OpenRefine — The power tool

Ekta Mishra
Code for Cause
Published in
4 min readMay 27, 2020

OpenRefine, also formerly known as Google Refine, is an Open Source software used to work with messy data and provide many functionalities for data refining, data processing, data manipulation, reconciliation, importing data to wikidata, and other additional support for external web services.

By using OpenRefine, you can inspect errors in your data, amend your data, and even save its history. What’s more interesting about it, you can reverse your actions to any stage where you want. So, there’s no hassle about either you should apply a certain operation or not. You can always test any kind of operations on it to see how it works on the dataset.
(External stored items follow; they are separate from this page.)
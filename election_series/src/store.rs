//! Access to the observations.
//!
//! The aggregation only needs a bulk projection query and a listing of
//! distinct values. Any backend can provide them; [`MemoryStore`] keeps
//! everything in memory.

use std::collections::BTreeSet;

use log::{debug, info};
use serde::{Deserialize, Serialize};

use crate::{aggregate_detailed, Observation, ObservationFilter, SearchRequest, SeriesError, SeriesPoint};

/// The fields that can be listed with [`ObservationStore::distinct_values`].
#[derive(Eq, PartialEq, Debug, Clone, Copy)]
pub enum Field {
    Party,
    PoliticalFamily,
    CandidateName,
    City,
    ElectionType,
}

pub trait ObservationStore {
    /// All the observations matching the filter, in insertion order.
    fn find(&self, filter: &ObservationFilter) -> Result<Vec<Observation>, SeriesError>;

    fn distinct_values(&self, field: Field) -> Result<BTreeSet<String>, SeriesError>;
}

#[derive(Debug, Clone, Default)]
pub struct MemoryStore {
    observations: Vec<Observation>,
}

impl MemoryStore {
    pub fn new() -> MemoryStore {
        MemoryStore {
            observations: Vec::new(),
        }
    }

    pub fn insert_many(&mut self, observations: Vec<Observation>) {
        debug!("insert_many: {} observations", observations.len());
        self.observations.extend(observations);
    }

    pub fn clear(&mut self) {
        info!("clear: dropping {} observations", self.observations.len());
        self.observations.clear();
    }

    pub fn len(&self) -> usize {
        self.observations.len()
    }

    pub fn is_empty(&self) -> bool {
        self.observations.is_empty()
    }

    pub fn observations(&self) -> &[Observation] {
        &self.observations
    }
}

impl ObservationStore for MemoryStore {
    fn find(&self, filter: &ObservationFilter) -> Result<Vec<Observation>, SeriesError> {
        Ok(self
            .observations
            .iter()
            .filter(|o| filter.matches(o))
            .cloned()
            .collect())
    }

    fn distinct_values(&self, field: Field) -> Result<BTreeSet<String>, SeriesError> {
        let mut res: BTreeSet<String> = BTreeSet::new();
        for o in self.observations.iter() {
            match field {
                Field::Party => res.extend(o.affiliated_parties.iter().cloned()),
                Field::PoliticalFamily => {
                    res.insert(o.political_family.label().to_string());
                }
                Field::CandidateName => {
                    res.insert(o.candidate_name.clone());
                }
                Field::City => {
                    res.insert(o.city.clone());
                }
                Field::ElectionType => {
                    res.insert(o.election_type.clone());
                }
            }
        }
        Ok(res)
    }
}

/// The values available to build a search, each list sorted.
#[derive(Eq, PartialEq, Debug, Clone, Default, Serialize, Deserialize)]
pub struct FilterOptions {
    pub parties: Vec<String>,
    pub nuances: Vec<String>,
    pub candidates: Vec<String>,
    pub cities: Vec<String>,
    pub election_types: Vec<String>,
}

pub fn filter_options(store: &dyn ObservationStore) -> Result<FilterOptions, SeriesError> {
    let sorted = |f: Field| -> Result<Vec<String>, SeriesError> {
        Ok(store.distinct_values(f)?.into_iter().collect())
    };
    Ok(FilterOptions {
        parties: sorted(Field::Party)?,
        nuances: sorted(Field::PoliticalFamily)?,
        candidates: sorted(Field::CandidateName)?,
        cities: sorted(Field::City)?
            .into_iter()
            .filter(|c| !c.is_empty())
            .collect(),
        election_types: sorted(Field::ElectionType)?,
    })
}

/// Answers a search request: validates it, fetches the matching observations and
/// aggregates them.
///
/// Either the whole series is returned, or an error.
pub fn search(
    store: &dyn ObservationStore,
    request: &SearchRequest,
) -> Result<Vec<SeriesPoint>, SeriesError> {
    let filter = request.normalize()?;
    let group_by = request.group_by()?;
    let observations = store.find(&filter)?;
    info!(
        "search: {} observations fetched, grouping by {:?}",
        observations.len(),
        group_by
    );
    // The store already applied the filter, applying it again is a no-op.
    Ok(aggregate_detailed(&observations, &filter, group_by).points)
}

#[cfg(test)]
mod tests {
    use super::*;
    use crate::builder::ContextBuilder;
    use crate::PoliticalFamily;
    use chrono::NaiveDate;

    fn day(y: i32, m: u32, d: u32) -> NaiveDate {
        NaiveDate::from_ymd_opt(y, m, d).unwrap()
    }

    fn store() -> MemoryStore {
        let mut store = MemoryStore::new();
        store.insert_many(
            ContextBuilder::result("presidentielle_2022_t2", "presidentielle", 2, day(2022, 4, 24))
                .unwrap()
                .add_candidate("Emmanuel MACRON", &["RENAISSANCE"], PoliticalFamily::Centre, 58.55, 18_768_639)
                .add_candidate("Marine LE PEN", &["RN"], PoliticalFamily::FarRight, 41.45, 13_288_686)
                .build(),
        );
        store.insert_many(
            ContextBuilder::result("municipale_2020_paris", "municipale", 2, day(2020, 6, 28))
                .unwrap()
                .municipal("Paris")
                .add_candidate("Anne HIDALGO", &["PS", "PCF"], PoliticalFamily::Left, 48.49, 221_000)
                .build(),
        );
        store
    }

    struct Unavailable;

    impl ObservationStore for Unavailable {
        fn find(&self, _filter: &ObservationFilter) -> Result<Vec<Observation>, SeriesError> {
            Err(SeriesError::store_unavailable("connection refused"))
        }

        fn distinct_values(&self, _field: Field) -> Result<BTreeSet<String>, SeriesError> {
            Err(SeriesError::store_unavailable("connection refused"))
        }
    }

    #[test]
    fn filter_options_are_sorted_and_skip_empty_cities() {
        let opts = filter_options(&store()).unwrap();
        assert_eq!(opts.parties, vec!["PCF", "PS", "RENAISSANCE", "RN"]);
        assert_eq!(opts.nuances, vec!["Centre", "Extreme droite", "Gauche"]);
        assert_eq!(opts.cities, vec!["Paris"]);
        assert_eq!(opts.election_types, vec!["municipale", "presidentielle"]);
        assert_eq!(opts.candidates.len(), 3);
    }

    #[test]
    fn search_groups_by_family_by_default() {
        let req = SearchRequest {
            level: Some("national".to_string()),
            ..Default::default()
        };
        let points = search(&store(), &req).unwrap();
        let keys: Vec<&str> = points.iter().map(|p| p.group_key.as_str()).collect();
        assert_eq!(keys, vec!["Centre", "Extreme droite"]);
    }

    #[test]
    fn search_rejects_bad_requests_before_touching_the_store() {
        let req = SearchRequest {
            group_by: Some("age".to_string()),
            ..Default::default()
        };
        assert!(matches!(
            search(&Unavailable, &req),
            Err(SeriesError::InvalidQuery { .. })
        ));
    }

    #[test]
    fn store_failures_are_reported() {
        assert!(matches!(
            search(&Unavailable, &SearchRequest::default()),
            Err(SeriesError::StoreUnavailable { .. })
        ));
        assert!(filter_options(&Unavailable).is_err());
    }

    #[test]
    fn clear_drops_everything() {
        let mut s = store();
        assert_eq!(s.len(), 3);
        s.clear();
        assert!(s.is_empty());
        assert!(search(&s, &SearchRequest::default()).unwrap().is_empty());
    }
}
Many of you have maybe already used OpenRefine for data analysis and linking your data to the web. Still, some of you might not have a detailed view of what actually OpenRefine does. In this Introductory article on OpenRefine, we’ll talk about its applications, working, how to get started with it and contribute to it.

For using OpenRefine, you can either directly download the latest version of it from the official website or can build it from the source code available on its Github page.

Applications:

OpenRefine provides you an interface through which you can create a project using any CSV, XML, Excel (.xls and .xlsx), JSON, and other Google data documents you can first create your project to perform the operations. You can even create projects by providing valid URLs to download the data. Once you have created the project now using various facet operations you can inspect the nature of the data, you can find out if there are null values, identical values, etc. By using the feature text facet you can even group the data and provide them exactly the same value to all identical cell values, which will make it easier for further processing.

OpenRefine provides another feature to even join the groups of values that are identical without even manually visiting them. You can use the clustering feature to group by the identical values. Performing these kinds of operations provides you the data in a manner where you can have a quick decision about the nature of the data. If done carefully, it also provides good help in reconciling the data. We’ll talk about reconciliation.

You can even add columns on the basis of existing columns and URLs. You can perform scripting operations with GREL (General Refine Expression Language) on the values of a column to modify it according to your own use-case. GREL provides you something similar to what formulae do to Excel and queries to SQL.

For instance, you are provided with data of branch post offices having a column of Branch post offices’ name with Pincode and you want to extract names and Pincodes in different columns then, using GREL expressions you can substring the values present in that column and generate two other columns. So, it makes the data more readable. Not only this, but GREL expressions also provide you a lot of power to play with your data.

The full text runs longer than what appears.